Variability of the DNA Backbone Geometry in DNA-Protein Complexes: Experimental Data Analysis

We have analyzed and compared the available experimental data (PDB) on the backbone geometry of the DNA in solution (NMR), in crystals (X-rays), and in complexes with proteins (X-rays and cryo-electron microscopy). The deoxyribose (pseudorotational angle tau(0)) and epsilon/zeta (BI-BII transition in phosphates) flexibilities are practically the same in the four samples. The alpha/gamma mobility is minimal in crystalline DNA: on the histograms, there is one canonical and one noncanonical t/t peak. The alpha/gamma mobility increases in DNA solutions (three more noncanonical peaks) and is maximal in DNA-protein complexes (another additional peak). On a large amount of data, we have confirmed that the three main degrees of freedom of the sugar-phosphate backbone are "orthogonal": changes in any of the angles tau(0), (zeta-epsilon), and (gamma-alpha) occur, as a rule, at a constant (usually canonical) value of any other. In the DNA-protein complexes, none of the geometrical parameters commonly used to distinguish the A and B forms of DNA, except for Zp and its simpler analog Zp', show an unambiguous correlation with tau(0).
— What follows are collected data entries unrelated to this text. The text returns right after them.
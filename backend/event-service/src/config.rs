/// Configuration management for Event Service
///
/// Loads configuration from environment variables.
use anyhow::{anyhow, Result};
use db_pool::DbConfig;

/// Main application configuration
#[derive(Debug, Clone)]
pub struct Config {
    pub app: AppConfig,
    pub database: DbConfig,
    pub grpc: GrpcConfig,
}

/// Application settings
#[derive(Debug, Clone)]
pub struct AppConfig {
    /// Application environment (development, staging, production)
    pub env: String,
    /// Server host to bind to
    pub host: String,
    /// HTTP port for health checks
    pub http_port: u16,
}

/// gRPC server configuration
#[derive(Debug, Clone)]
pub struct GrpcConfig {
    pub port: u16,
}

impl Config {
    /// Load configuration from environment variables
    pub fn from_env() -> Result<Self> {
        let app = AppConfig {
            env: std::env::var("APP_ENV").unwrap_or_else(|_| "development".to_string()),
            host: std::env::var("APP_HOST").unwrap_or_else(|_| "0.0.0.0".to_string()),
            http_port: std::env::var("PORT")
                .ok()
                .and_then(|s| s.parse().ok())
                .unwrap_or(8083),
        };

        let database = DbConfig::from_env("event-service").map_err(|e| anyhow!(e))?;

        let grpc = GrpcConfig {
            port: std::env::var("GRPC_PORT")
                .ok()
                .and_then(|s| s.parse().ok())
                .unwrap_or(50053),
        };

        Ok(Config {
            app,
            database,
            grpc,
        })
    }
}
/// Configuration management for Auth Service
///
/// Loads configuration from environment variables.
use anyhow::{anyhow, Context, Result};
use db_pool::DbConfig;

/// Main application configuration
#[derive(Debug, Clone)]
pub struct Config {
    pub app: AppConfig,
    pub database: DbConfig,
    pub redis: RedisConfig,
    pub grpc: GrpcConfig,
    pub session: SessionConfig,
}

/// Application settings
#[derive(Debug, Clone)]
pub struct AppConfig {
    /// Application environment (development, staging, production)
    pub env: String,
    /// Server host to bind to
    pub host: String,
    /// HTTP port for health checks
    pub http_port: u16,
}

/// Redis configuration
#[derive(Debug, Clone)]
pub struct RedisConfig {
    /// Redis URL (redis://host:port/db)
    pub url: String,
}

/// gRPC server configuration
#[derive(Debug, Clone)]
pub struct GrpcConfig {
    pub port: u16,
}

/// Session lifetime settings
#[derive(Debug, Clone)]
pub struct SessionConfig {
    /// Session lifetime in seconds, also the Redis key TTL
    pub ttl_secs: u64,
}

impl Config {
    /// Load configuration from environment variables
    pub fn from_env() -> Result<Self> {
        let app = AppConfig {
            env: std::env::var("APP_ENV").unwrap_or_else(|_| "development".to_string()),
            host: std::env::var("APP_HOST").unwrap_or_else(|_| "0.0.0.0".to_string()),
            http_port: std::env::var("PORT")
                .ok()
                .and_then(|s| s.parse().ok())
                .unwrap_or(8081),
        };

        let database = DbConfig::from_env("auth-service").map_err(|e| anyhow!(e))?;

        let redis = RedisConfig {
            url: std::env::var("REDIS_URL").context("REDIS_URL environment variable not set")?,
        };

        let grpc = GrpcConfig {
            port: std::env::var("GRPC_PORT")
                .ok()
                .and_then(|s| s.parse().ok())
                .unwrap_or(50051),
        };

        let session = SessionConfig {
            ttl_secs: std::env::var("SESSION_TTL_SECS")
                .ok()
                .and_then(|s| s.parse().ok())
                .filter(|ttl| *ttl > 0)
                .unwrap_or(86_400),
        };

        Ok(Config {
            app,
            database,
            redis,
            grpc,
            session,
        })
    }
}

#[cfg(test)]
mod tests {
    use super::*;
    use serial_test::serial;

    #[test]
    #[serial]
    fn test_default_values() {
        std::env::set_var("DATABASE_URL", "postgres://test");
        std::env::set_var("REDIS_URL", "redis://localhost");
        std::env::remove_var("PORT");
        std::env::remove_var("GRPC_PORT");
        std::env::remove_var("SESSION_TTL_SECS");

        let config = Config::from_env().unwrap();

        assert_eq!(config.app.env, "development");
        assert_eq!(config.app.http_port, 8081);
        assert_eq!(config.grpc.port, 50051);
        assert_eq!(config.session.ttl_secs, 86_400);
        assert_eq!(config.database.service_name, "auth-service");
    }

    #[test]
    #[serial]
    fn test_zero_session_ttl_falls_back() {
        std::env::set_var("DATABASE_URL", "postgres://test");
        std::env::set_var("REDIS_URL", "redis://localhost");
        std::env::set_var("SESSION_TTL_SECS", "0");

        let config = Config::from_env().unwrap();
        assert_eq!(config.session.ttl_secs, 86_400);

        std::env::remove_var("SESSION_TTL_SECS");
    }

    #[test]
    #[serial]
    fn test_missing_redis_url() {
        std::env::set_var("DATABASE_URL", "postgres://test");
        std::env::remove_var("REDIS_URL");

        let err = Config::from_env().unwrap_err();
        assert!(err.to_string().contains("REDIS_URL"));
    }
}
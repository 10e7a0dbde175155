fn main() -> Result<(), Box<dyn std::error::Error>> {
    tonic_build::configure()
        .build_server(true)
        .build_client(false)
        .compile_protos(
            &["../proto/services/event_service.proto"],
            &["../proto/services"],
        )?;
    Ok(())
}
Proteins, binding to DNA, in 59% of cases change the local shape of the helix up to the characteristic of the A-form without switching the deoxyribose conformation from south to north. However, we have found simple local characteristics of one nucleotide that correlate with the angles tau(0) and (zeta-epsilon). These are the angles C3'Cl'N* and C4'C3'P(2), respectively. They are orthogonal in DNA-protein complexes exactly as the pair tau(0) and (zeta-epsilon). Most characteristics of DNA in complexes with proteins are the same in X-ray and in cryo-EM data, except for the histogram for the angle tau(0). We offer a possible explanation for this difference. We also discuss the artifacts on the epsilon/zeta histogram for DNA in solutions caused by the currently used NMR refinement protocols.